# Total Archery Challenge



## EricMc (Aug 22, 2018)

Has anybody been to the TAC Boyne Mountain how was the experience worth going?


----------



## EricMc (Aug 22, 2018)

OR ANY of the others


----------



## rober2wt (Feb 12, 2017)

michigan doesnt have the topography that makes the other TAC shoots spectacular. but its still a good time.

youll be doing some miles, so strap on your best boots and bring a pack of some sort with a snack or two and some water. or at least something to put water in, they have stations. as long as the weather aligns (it has the past two years) the time of year is perfect. friday and sunday are pretty much a ghost town. saturday is the busy day. if you have a big group be sure to get everyone to register early so you can shoot together.

as for the shooting? thats a bit subjective. depending on your shooting ability you could shoot a single arrow all 3 days, or you could go through a dozen on a single course. there are 4 courses with different max yardages. if you cant reach out to that max, its a fun shoot, you can walk in to what you are comfortable. but keep in mind they will trend towards the max yardage for a given course (120-130ish is what i recall last year).

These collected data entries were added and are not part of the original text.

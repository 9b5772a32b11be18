//! Handler registry keyed by task type.
//!
//! Built once during startup (mutable), then shared read-only behind an
//! `Arc` while the pool runs. No locks on the dispatch path.

use std::collections::HashMap;
use std::future::Future;
use std::sync::Arc;

use serde_json::Value;

use super::handler::{DynHandler, FnHandler, Handler, HandlerContext, TaskPayload, TypedHandler};
use crate::error::HandlerError;

#[derive(Debug, thiserror::Error, PartialEq)]
pub enum RegistryError {
    #[error("handler for task type '{0}' is already registered")]
    AlreadyRegistered(String),
}

#[derive(Default)]
pub struct HandlerRegistry {
    handlers: HashMap<String, Arc<dyn DynHandler>>,
}

impl HandlerRegistry {
    pub fn new() -> Self {
        Self::default()
    }

    pub fn register<T: TaskPayload, H: Handler<T> + 'static>(
        &mut self,
        handler: H,
    ) -> Result<(), RegistryError> {
        self.register_dyn(Arc::new(TypedHandler::<T, H>::new(handler)))
    }

    pub fn register_dyn(&mut self, handler: Arc<dyn DynHandler>) -> Result<(), RegistryError> {
        let task_type = handler.task_type().to_string();
        if self.handlers.contains_key(&task_type) {
            return Err(RegistryError::AlreadyRegistered(task_type));
        }
        self.handlers.insert(task_type, handler);
        Ok(())
    }

    pub fn register_fn<F, Fut>(
        &mut self,
        task_type: impl Into<String>,
        f: F,
    ) -> Result<(), RegistryError>
    where
        F: Fn(Value, HandlerContext) -> Fut + Send + Sync + 'static,
        Fut: Future<Output = Result<Value, HandlerError>> + Send + 'static,
    {
        self.register_dyn(Arc::new(FnHandler::new(task_type, f)))
    }

    pub fn get(&self, task_type: &str) -> Option<Arc<dyn DynHandler>> {
        self.handlers.get(task_type).cloned()
    }

    pub fn contains(&self, task_type: &str) -> bool {
        self.handlers.contains_key(task_type)
    }

    /// Registered task types, sorted.
    pub fn registered_types(&self) -> Vec<String> {
        let mut types: Vec<String> = self.handlers.keys().cloned().collect();
        types.sort();
        types
    }

    pub fn len(&self) -> usize {
        self.handlers.len()
    }

    pub fn is_empty(&self) -> bool {
        self.handlers.is_empty()
    }
}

just be honest with your shooting ability and what you think is an ethical shot, and youll have fun. last year they had us shooting through brush and crap to make things harder. it was frustrating, because you know there will be guys out in the woods like, "remember that time you hit that 78 yard shot at that elk through the brush? just send it." my arrows cost too much to pay to destroy them. side note, by day 2 i think enough people had complained and most of that crap was cleaned up.


----------



## jmann28 (Nov 22, 2010)

It was a lot of fun. The courses were challenging and offered shots out past 70 yards. I think there was a Goat at 90 too. It's not going to be the steep technical terrain like the shoots out west, but there is some good uphill/downhill/sidehill shots. My brother and I got out early each day to get ahead of the crowd, and didn't have to wait at a single target on Friday and Saturday. Bring good boots, and if you sweat a lot, cotton underwear is NOT a good idea. You'll cover some ground.


----------



## Rgerber (Jan 12, 2016)

I went to one in Idaho and Montana. They were great, very organized, challenging shots and a good workout. They had many realistic shots and were a great tune up for archery season.


----------



## [email protected] (Apr 14, 2016)

I have been to Boyne mountain twice now and it's awesome. They run 3 courses, ones a fairly fun and semi-challenging course but the shots are not really any harder than any clubs 3D course. The other 2 are a different story. you will need hiking boots and a backpack for food and water. These courses do have some very long and very challenging shots however they are not overly complicated. The real challeng is making a 93 yard shot on a elk target after hoofing it up the side of a ski hill in the heat and then forcing yourself to calm down,focus and execute. I personally loved the shoot. Its an awesome way to truly test your skill in a fun way. The only change i recomend it to go and get some cheaper arrows. I usually buy some cheaper $50 a dozen arrows off lancaster. I dont lose more than 3 or 4 on a course but id rather lose a cheap arow with a cheap feild point to than lose my setup hunting or target arrows. I also will say DO NOT TAKE A TARGET BOW. seriously i had to watchmany people bring fully set up open class 3d bows and full sized target bows only to see them have to lug it around everwhere.


----------



## moosetridamus (Dec 19, 2018)

*I'm registered for the one in San Antonio, so hopefully thats nice. Hopefully they open one is Colorado, i heard they were scouting Copper Mountain in Colorado, which would be epic. Everyone can stay at my house and save in hotel expense haha*


----------



## mmukav (Sep 5, 2011)

I went to 7 Springs, Pa. with my daughter last year and we had a blast! Well organized, fun to shoot. My biggest complaint is the targets were quite used and some of them pretty ratty. Good time though, definitely worth it!


----------



## huntingpastorWY (Dec 30, 2018)

Im planning to go to the TAC in LEAD, SD this June. Anyone know about how the accommodations are? can you camp? what about bringing a dog?


----------



## Ozzwald782 (Mar 19, 2018)

I had a few buddies go to the tac in SD, they used vacation rental by owners, I think is vrob online, we also used it in Michigan this past summer. We paid 125 a night for 4 guys and had a house with everything you need


----------